**Activity:** Filter the data below, keeping only lines that contain "Sedentary".

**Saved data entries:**
++++++

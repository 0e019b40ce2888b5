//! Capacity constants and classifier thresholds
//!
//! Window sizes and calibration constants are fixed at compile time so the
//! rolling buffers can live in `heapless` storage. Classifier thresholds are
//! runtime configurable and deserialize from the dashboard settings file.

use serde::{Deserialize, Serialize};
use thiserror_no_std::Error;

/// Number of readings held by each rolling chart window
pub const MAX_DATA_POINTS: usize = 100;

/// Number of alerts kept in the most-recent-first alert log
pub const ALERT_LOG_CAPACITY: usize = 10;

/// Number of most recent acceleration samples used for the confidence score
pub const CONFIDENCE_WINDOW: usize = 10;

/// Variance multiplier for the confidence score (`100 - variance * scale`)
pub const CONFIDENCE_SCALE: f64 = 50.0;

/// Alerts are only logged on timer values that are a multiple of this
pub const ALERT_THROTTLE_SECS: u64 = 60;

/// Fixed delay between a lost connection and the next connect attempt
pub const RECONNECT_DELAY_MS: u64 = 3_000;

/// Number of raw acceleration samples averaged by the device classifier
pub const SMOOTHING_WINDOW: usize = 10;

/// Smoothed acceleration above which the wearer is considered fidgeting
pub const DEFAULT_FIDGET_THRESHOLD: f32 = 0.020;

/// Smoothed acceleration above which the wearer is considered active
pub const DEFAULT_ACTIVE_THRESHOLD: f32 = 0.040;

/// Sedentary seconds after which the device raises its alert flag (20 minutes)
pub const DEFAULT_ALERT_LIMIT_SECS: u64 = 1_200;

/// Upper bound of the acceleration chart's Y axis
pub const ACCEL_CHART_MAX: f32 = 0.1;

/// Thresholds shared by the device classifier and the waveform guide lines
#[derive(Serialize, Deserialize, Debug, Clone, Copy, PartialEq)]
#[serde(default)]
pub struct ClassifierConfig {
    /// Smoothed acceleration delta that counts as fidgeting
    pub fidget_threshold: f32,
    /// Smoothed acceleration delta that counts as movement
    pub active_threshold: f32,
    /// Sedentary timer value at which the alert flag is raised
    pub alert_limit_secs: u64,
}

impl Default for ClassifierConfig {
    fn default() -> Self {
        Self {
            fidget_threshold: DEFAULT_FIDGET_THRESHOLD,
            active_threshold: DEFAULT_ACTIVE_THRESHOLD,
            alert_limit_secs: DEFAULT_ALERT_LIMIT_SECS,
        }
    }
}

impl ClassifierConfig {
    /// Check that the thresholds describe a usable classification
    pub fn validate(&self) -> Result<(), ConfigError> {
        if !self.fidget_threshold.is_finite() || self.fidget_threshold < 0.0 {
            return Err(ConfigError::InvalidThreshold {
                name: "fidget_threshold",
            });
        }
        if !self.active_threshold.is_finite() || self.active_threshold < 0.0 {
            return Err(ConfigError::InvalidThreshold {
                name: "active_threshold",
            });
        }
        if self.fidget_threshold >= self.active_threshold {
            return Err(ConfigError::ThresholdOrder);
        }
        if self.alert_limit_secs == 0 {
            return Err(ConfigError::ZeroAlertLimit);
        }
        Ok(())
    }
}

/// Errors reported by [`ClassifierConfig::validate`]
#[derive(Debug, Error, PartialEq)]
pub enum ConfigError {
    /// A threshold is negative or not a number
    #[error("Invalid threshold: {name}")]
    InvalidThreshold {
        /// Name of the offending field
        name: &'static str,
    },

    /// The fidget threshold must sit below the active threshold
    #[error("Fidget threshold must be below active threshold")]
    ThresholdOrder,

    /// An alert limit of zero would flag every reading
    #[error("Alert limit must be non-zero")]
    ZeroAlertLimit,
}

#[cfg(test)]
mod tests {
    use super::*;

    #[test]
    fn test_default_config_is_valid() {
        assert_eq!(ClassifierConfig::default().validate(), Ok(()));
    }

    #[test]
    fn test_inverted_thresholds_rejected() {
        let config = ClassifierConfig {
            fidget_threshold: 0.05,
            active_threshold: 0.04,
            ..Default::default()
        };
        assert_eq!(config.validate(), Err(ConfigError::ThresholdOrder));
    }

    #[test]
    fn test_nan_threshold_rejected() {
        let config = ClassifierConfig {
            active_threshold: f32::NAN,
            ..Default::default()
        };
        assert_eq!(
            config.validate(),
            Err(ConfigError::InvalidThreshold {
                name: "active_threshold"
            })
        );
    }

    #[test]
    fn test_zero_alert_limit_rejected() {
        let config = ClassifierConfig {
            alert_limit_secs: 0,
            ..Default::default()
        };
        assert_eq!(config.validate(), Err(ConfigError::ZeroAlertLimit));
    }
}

++++++

**Response to this task:**
/// Sedentary seconds after which the device raises its alert flag (20 minutes)
    /// Sedentary timer value at which the alert flag is raised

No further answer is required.